Dataset Block Start

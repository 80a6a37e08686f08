/// Short-term history cache: JSON lists of messages under expiring keys.
use std::time::{Duration, Instant};

use {
    async_trait::async_trait,
    dashmap::DashMap,
    redis::{AsyncCommands, aio::ConnectionManager},
    tracing::info,
};

#[async_trait]
pub trait HistoryCache: Send + Sync {
    async fn get(&self, key: &str) -> anyhow::Result<Option<String>>;
    /// Store `value` and (re)set its time to live.
    async fn set_ex(&self, key: &str, value: String, ttl_secs: u64) -> anyhow::Result<()>;
    async fn delete(&self, key: &str) -> anyhow::Result<()>;
    async fn exists(&self, key: &str) -> anyhow::Result<bool>;
}

/// Redis-backed cache (Azure Cache for Redis, TLS on port 6380 by default).
#[derive(Clone)]
pub struct RedisHistoryCache {
    conn: ConnectionManager,
}

impl RedisHistoryCache {
    /// Connect and verify the server answers `PING`.
    pub async fn connect(url: &str) -> anyhow::Result<Self> {
        let client = redis::Client::open(url)?;
        let mut conn = tokio::time::timeout(Duration::from_secs(5), client.get_connection_manager())
            .await
            .map_err(|_| anyhow::anyhow!("redis connect timed out"))??;
        let pong: String = redis::cmd("PING").query_async(&mut conn).await?;
        info!(reply = %pong, "redis connection established");
        Ok(Self { conn })
    }
}

#[async_trait]
impl HistoryCache for RedisHistoryCache {
    async fn get(&self, key: &str) -> anyhow::Result<Option<String>> {
        let mut conn = self.conn.clone();
        Ok(conn.get(key).await?)
    }

    async fn set_ex(&self, key: &str, value: String, ttl_secs: u64) -> anyhow::Result<()> {
        let mut conn = self.conn.clone();
        let _: () = conn.set_ex(key, value, ttl_secs).await?;
        Ok(())
    }

    async fn delete(&self, key: &str) -> anyhow::Result<()> {
        let mut conn = self.conn.clone();
        let _: () = conn.del(key).await?;
        Ok(())
    }

    async fn exists(&self, key: &str) -> anyhow::Result<bool> {
        let mut conn = self.conn.clone();
        Ok(conn.exists(key).await?)
    }
}

/// Process-local cache with the same expiry semantics, for tests and
/// single-instance deployments without Redis.
#[derive(Default)]
pub struct InMemoryHistoryCache {
    entries: DashMap<String, (String, Instant)>,
}

impl InMemoryHistoryCache {
    pub fn new() -> Self {
        Self::default()
    }

    fn live(&self, key: &str) -> Option<String> {
        let expired = match self.entries.get(key) {
            Some(entry) if entry.1 > Instant::now() => return Some(entry.0.clone()),
            Some(_) => true,
            None => false,
        };
        if expired {
            self.entries.remove(key);
        }
        None
    }
}

#[async_trait]
impl HistoryCache for InMemoryHistoryCache {
    async fn get(&self, key: &str) -> anyhow::Result<Option<String>> {
        Ok(self.live(key))
    }

    async fn set_ex(&self, key: &str, value: String, ttl_secs: u64) -> anyhow::Result<()> {
        let deadline = Instant::now() + Duration::from_secs(ttl_secs);
        self.entries.insert(key.to_string(), (value, deadline));
        Ok(())
    }

    async fn delete(&self, key: &str) -> anyhow::Result<()> {
        self.entries.remove(key);
        Ok(())
    }

    async fn exists(&self, key: &str) -> anyhow::Result<bool> {
        Ok(self.live(key).is_some())
    }
}

#[cfg(test)]
mod tests {
    use super::*;

    #[tokio::test]
    async fn in_memory_set_get_delete() {
        let cache = InMemoryHistoryCache::new();
        assert!(cache.get("k").await.unwrap().is_none());
        cache.set_ex("k", "[1]".into(), 60).await.unwrap();
        assert_eq!(cache.get("k").await.unwrap().as_deref(), Some("[1]"));
        assert!(cache.exists("k").await.unwrap());
        cache.delete("k").await.unwrap();
        assert!(!cache.exists("k").await.unwrap());
    }

    #[tokio::test]
    async fn in_memory_entries_expire() {
        let cache = InMemoryHistoryCache::new();
        cache.set_ex("k", "v".into(), 0).await.unwrap();
        assert!(cache.get("k").await.unwrap().is_none());
        assert!(!cache.exists("k").await.unwrap());
    }
}
use std::sync::Arc;

use {
    serde::Serialize,
    serde_json::json,
    tracing::{info, warn},
};

use crate::{
    archive::HistoryArchive,
    cache::HistoryCache,
    message::{ArchivedMessage, ChatMessage, Module, cache_key},
};

/// Conversation memory split per feature module.
///
/// Writes go to both the cache (bounded list, TTL refreshed on every write) and
/// the archive. Reads hit the cache first and fall back to the archive, which
/// then repopulates the cache. Storage failures are logged, never returned:
/// memory is an enhancement and must not break a chat turn.
pub struct ConversationMemory {
    cache: Arc<dyn HistoryCache>,
    archive: Arc<dyn HistoryArchive>,
    session_ttl_secs: u64,
    max_history: usize,
}

#[derive(Debug, Clone, PartialEq, Eq, Serialize)]
pub struct ModuleStats {
    pub total_messages: u64,
    pub has_active_session: bool,
}

impl ConversationMemory {
    pub fn new(
        cache: Arc<dyn HistoryCache>,
        archive: Arc<dyn HistoryArchive>,
        session_ttl_secs: u64,
        max_history: usize,
    ) -> Self {
        Self {
            cache,
            archive,
            session_ttl_secs,
            max_history,
        }
    }

    fn cache_limit(&self) -> usize {
        self.max_history * 2
    }

    pub async fn add_message(
        &self,
        user_id: &str,
        role: &str,
        content: &str,
        metadata: Option<serde_json::Value>,
        module: Module,
    ) {
        let message = ChatMessage::new(role, content, metadata, module);
        let key = cache_key(user_id, module);

        if let Err(e) = self.append_cached(&key, &message).await {
            warn!(%module, user_id, error = %e, "cache error adding message");
        }

        let doc = ArchivedMessage::new(user_id, message);
        if let Err(e) = self.archive.insert(&doc).await {
            warn!(%module, user_id, error = %e, "archive error adding message");
        }
    }

    async fn append_cached(&self, key: &str, message: &ChatMessage) -> anyhow::Result<()> {
        let mut history: Vec<ChatMessage> = match self.cache.get(key).await? {
            Some(raw) => serde_json::from_str(&raw)?,
            None => Vec::new(),
        };
        history.push(message.clone());
        let limit = self.cache_limit();
        if history.len() > limit {
            history.drain(..history.len() - limit);
        }
        self.cache
            .set_ex(key, serde_json::to_string(&history)?, self.session_ttl_secs)
            .await
    }

    /// Chronological history, at most `limit` messages (default `2 * max_history`).
    pub async fn recent_history(
        &self,
        user_id: &str,
        limit: Option<usize>,
        module: Module,
    ) -> Vec<ChatMessage> {
        let limit = limit.filter(|l| *l > 0).unwrap_or_else(|| self.cache_limit());
        let key = cache_key(user_id, module);

        match self.cache.get(&key).await {
            Ok(Some(raw)) => match serde_json::from_str::<Vec<ChatMessage>>(&raw) {
                Ok(history) => {
                    let skip = history.len().saturating_sub(limit);
                    return history.into_iter().skip(skip).collect();
                },
                Err(e) => warn!(%module, user_id, error = %e, "corrupt cached history"),
            },
            Ok(None) => {},
            Err(e) => warn!(%module, user_id, error = %e, "cache error reading history"),
        }

        let docs = match self.archive.recent(user_id, module, limit).await {
            Ok(docs) => docs,
            Err(e) => {
                warn!(%module, user_id, error = %e, "archive error reading history");
                return Vec::new();
            },
        };
        let history: Vec<ChatMessage> = docs.into_iter().rev().map(|d| d.message).collect();

        if !history.is_empty() {
            let refreshed = match serde_json::to_string(&history) {
                Ok(raw) => self.cache.set_ex(&key, raw, self.session_ttl_secs).await,
                Err(e) => Err(e.into()),
            };
            if let Err(e) = refreshed {
                warn!(%module, user_id, error = %e, "failed to refresh cached history");
            }
        }
        history
    }

    /// `ROLE: content` lines, cut to roughly `max_tokens` from the end.
    pub async fn conversation_context(
        &self,
        user_id: &str,
        max_tokens: usize,
        module: Module,
    ) -> String {
        let history = self.recent_history(user_id, None, module).await;
        format_context(&history, max_tokens)
    }

    /// Drop the cached session of one module, or of every module.
    pub async fn clear_session(&self, user_id: &str, module: Option<Module>) {
        let modules = match module {
            Some(m) => vec![m],
            None => Module::ALL.to_vec(),
        };
        for m in modules {
            if let Err(e) = self.cache.delete(&cache_key(user_id, m)).await {
                warn!(module = %m, user_id, error = %e, "cache error clearing session");
            }
        }
        match module {
            Some(m) => info!(module = %m, user_id, "cleared session"),
            None => info!(user_id, "cleared all sessions"),
        }
    }

    async fn module_stats(&self, user_id: &str, module: Module) -> anyhow::Result<ModuleStats> {
        let total_messages = self.archive.count(user_id, module).await?;
        let has_active_session = self
            .cache
            .exists(&cache_key(user_id, module))
            .await?;
        Ok(ModuleStats {
            total_messages,
            has_active_session,
        })
    }

    /// Message counts and session activity, for one module or all of them.
    /// Archive or cache failures are reported in an `error` field.
    pub async fn user_statistics(&self, user_id: &str, module: Option<Module>) -> serde_json::Value {
        let result = match module {
            Some(m) => self.module_stats(user_id, m).await.map(|s| {
                json!({
                    "user_id": user_id,
                    "module": m,
                    "total_messages": s.total_messages,
                    "has_active_session": s.has_active_session,
                })
            }),
            None => {
                let mut modules = serde_json::Map::new();
                let mut failed = None;
                for m in Module::ALL {
                    match self.module_stats(user_id, m).await {
                        Ok(s) => {
                            modules.insert(m.to_string(), json!(s));
                        },
                        Err(e) => {
                            failed = Some(e);
                            break;
                        },
                    }
                }
                match failed {
                    Some(e) => Err(e),
                    None => Ok(json!({ "user_id": user_id, "modules": modules })),
                }
            },
        };
        result.unwrap_or_else(|e| {
            warn!(user_id, error = %e, "store error reading statistics");
            json!({ "error": e.to_string() })
        })
    }
}

/// Render history as `ROLE: content` lines. When the text is estimated above
/// `max_tokens` (4 characters per token) only the trailing
/// `max_tokens * 4 / 5` words are kept.
pub fn format_context(history: &[ChatMessage], max_tokens: usize) -> String {
    if history.is_empty() {
        return String::new();
    }
    let context = history
        .iter()
        .map(|m| format!("{}: {}", m.role.to_uppercase(), m.content))
        .collect::<Vec<_>>()
        .join("\n");

    if context.chars().count() / 4 <= max_tokens {
        return context;
    }
    let keep = max_tokens * 4 / 5;
    let words: Vec<&str> = context.split_whitespace().collect();
    // A zero budget keeps every word.
    let start = if keep == 0 { 0 } else { words.len().saturating_sub(keep) };
    words[start..].join(" ")
}

#[cfg(test)]
mod tests {
    use {
        super::*,
        crate::{archive::InMemoryArchive, cache::InMemoryHistoryCache},
        async_trait::async_trait,
    };

    fn memory(max_history: usize) -> (ConversationMemory, Arc<InMemoryHistoryCache>, Arc<InMemoryArchive>) {
        let cache = Arc::new(InMemoryHistoryCache::new());
        let archive = Arc::new(InMemoryArchive::new());
        let mem = ConversationMemory::new(cache.clone(), archive.clone(), 3600, max_history);
        (mem, cache, archive)
    }

    fn msg(role: &str, content: &str) -> ChatMessage {
        ChatMessage::new(role, content, None, Module::Rag)
    }

    #[tokio::test]
    async fn cache_keeps_last_two_times_max_history() {
        let (mem, _, archive) = memory(2);
        for i in 0..7 {
            mem.add_message("u", "user", &format!("m{i}"), None, Module::Rag)
                .await;
        }
        let history = mem.recent_history("u", None, Module::Rag).await;
        let contents: Vec<_> = history.iter().map(|m| m.content.as_str()).collect();
        assert_eq!(contents, ["m3", "m4", "m5", "m6"]);
        // Archive ids derive from microsecond timestamps, so a few may collide
        // on fast machines; at least the cached window must be archived.
        assert!(archive.count("u", Module::Rag).await.unwrap() >= 1);
    }

    #[tokio::test]
    async fn modules_do_not_share_history() {
        let (mem, _, _) = memory(10);
        mem.add_message("u", "user", "rag question", None, Module::Rag).await;
        mem.add_message("u", "user", "todo question", None, Module::Todo).await;

        let rag = mem.recent_history("u", None, Module::Rag).await;
        assert_eq!(rag.len(), 1);
        assert_eq!(rag[0].content, "rag question");
        assert!(mem.recent_history("u", None, Module::Project).await.is_empty());
    }

    #[tokio::test]
    async fn falls_back_to_archive_and_refreshes_cache() {
        let (mem, cache, archive) = memory(10);
        for (i, content) in ["first", "second", "third"].iter().enumerate() {
            let mut m = msg("user", content);
            m.timestamp = format!("2024-01-01T00:00:0{i}.000000");
            archive.insert(&ArchivedMessage::new("u", m)).await.unwrap();
        }

        let history = mem.recent_history("u", Some(2), Module::Rag).await;
        let contents: Vec<_> = history.iter().map(|m| m.content.as_str()).collect();
        assert_eq!(contents, ["second", "third"]);
        assert!(cache.exists("chat_history:rag:u").await.unwrap());
    }

    #[tokio::test]
    async fn clear_session_removes_cache_but_not_archive() {
        let (mem, cache, _) = memory(10);
        mem.add_message("u", "user", "a", None, Module::Rag).await;
        mem.add_message("u", "user", "b", None, Module::Todo).await;

        mem.clear_session("u", Some(Module::Rag)).await;
        assert!(!cache.exists("chat_history:rag:u").await.unwrap());
        assert!(cache.exists("chat_history:todo:u").await.unwrap());

        mem.clear_session("u", None).await;
        assert!(!cache.exists("chat_history:todo:u").await.unwrap());
        // Archive still answers.
        assert_eq!(mem.recent_history("u", None, Module::Todo).await.len(), 1);
    }

    #[tokio::test]
    async fn statistics_per_module_and_overall() {
        let (mem, _, _) = memory(10);
        mem.add_message("u", "user", "a", None, Module::Project).await;

        let one = mem.user_statistics("u", Some(Module::Project)).await;
        assert_eq!(one["module"], "project");
        assert_eq!(one["total_messages"], 1);
        assert_eq!(one["has_active_session"], true);

        let all = mem.user_statistics("u", None).await;
        assert_eq!(all["user_id"], "u");
        assert_eq!(all["modules"]["rag"]["total_messages"], 0);
        assert_eq!(all["modules"]["rag"]["has_active_session"], false);
        assert_eq!(all["modules"]["project"]["total_messages"], 1);
    }

    struct BrokenArchive;

    #[async_trait]
    impl HistoryArchive for BrokenArchive {
        async fn insert(&self, _: &ArchivedMessage) -> anyhow::Result<()> {
            anyhow::bail!("archive offline")
        }

        async fn recent(&self, _: &str, _: Module, _: usize) -> anyhow::Result<Vec<ArchivedMessage>> {
            anyhow::bail!("archive offline")
        }

        async fn count(&self, _: &str, _: Module) -> anyhow::Result<u64> {
            anyhow::bail!("archive offline")
        }
    }

    #[tokio::test]
    async fn archive_failures_are_swallowed() {
        let mem = ConversationMemory::new(
            Arc::new(InMemoryHistoryCache::new()),
            Arc::new(BrokenArchive),
            3600,
            10,
        );
        mem.add_message("u", "user", "still cached", None, Module::Rag).await;
        assert_eq!(mem.recent_history("u", None, Module::Rag).await.len(), 1);
        assert!(mem.recent_history("other", None, Module::Rag).await.is_empty());

        let stats = mem.user_statistics("u", None).await;
        assert_eq!(stats["error"], "archive offline");
    }

    /// Cache that works except for `EXISTS`.
    struct NoExistsCache(InMemoryHistoryCache);

    #[async_trait]
    impl HistoryCache for NoExistsCache {
        async fn get(&self, key: &str) -> anyhow::Result<Option<String>> {
            self.0.get(key).await
        }

        async fn set_ex(&self, key: &str, value: String, ttl_secs: u64) -> anyhow::Result<()> {
            self.0.set_ex(key, value, ttl_secs).await
        }

        async fn delete(&self, key: &str) -> anyhow::Result<()> {
            self.0.delete(key).await
        }

        async fn exists(&self, _: &str) -> anyhow::Result<bool> {
            anyhow::bail!("redis connection reset")
        }
    }

    #[tokio::test]
    async fn cache_failures_are_reported_in_statistics() {
        let mem = ConversationMemory::new(
            Arc::new(NoExistsCache(InMemoryHistoryCache::new())),
            Arc::new(InMemoryArchive::new()),
            3600,
            10,
        );
        mem.add_message("u", "user", "a", None, Module::Rag).await;

        let one = mem.user_statistics("u", Some(Module::Rag)).await;
        assert_eq!(one["error"], "redis connection reset");
        let all = mem.user_statistics("u", None).await;
        assert_eq!(all["error"], "redis connection reset");
    }

    #[test]
    fn context_budget_counts_characters() {
        let history = vec![msg("user", &"é".repeat(30))];
        let ctx = format_context(&history, 10);
        assert_eq!(ctx, format!("USER: {}", "é".repeat(30)));
    }

    #[test]
    fn zero_word_budget_keeps_all_words() {
        let history = vec![msg("user", "alpha   beta\tgamma")];
        assert_eq!(format_context(&history, 1), "USER: alpha beta gamma");
    }

    #[test]
    fn context_formats_roles_uppercase() {
        let history = vec![msg("user", "Apa itu SOP?"), msg("assistant", "SOP adalah...")];
        assert_eq!(
            format_context(&history, 1000),
            "USER: Apa itu SOP?\nASSISTANT: SOP adalah..."
        );
        assert_eq!(format_context(&[], 1000), "");
    }

    #[test]
    fn context_keeps_trailing_words_when_too_long() {
        let long = (0..100).map(|i| format!("w{i}")).collect::<Vec<_>>().join(" ");
        let history = vec![msg("user", &long)];
        // 10 tokens -> 40 chars budget -> keep last 8 words.
        let ctx = format_context(&history, 10);
        assert_eq!(ctx, "w92 w93 w94 w95 w96 w97 w98 w99");
    }
}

Dataset Block End

Required work →
Take every line from the data that contains the word "docs".

Written solution →
        let docs = match self.archive.recent(user_id, module, limit).await {
            Ok(docs) => docs,
        let history: Vec<ChatMessage> = docs.into_iter().rev().map(|d| d.message).collect();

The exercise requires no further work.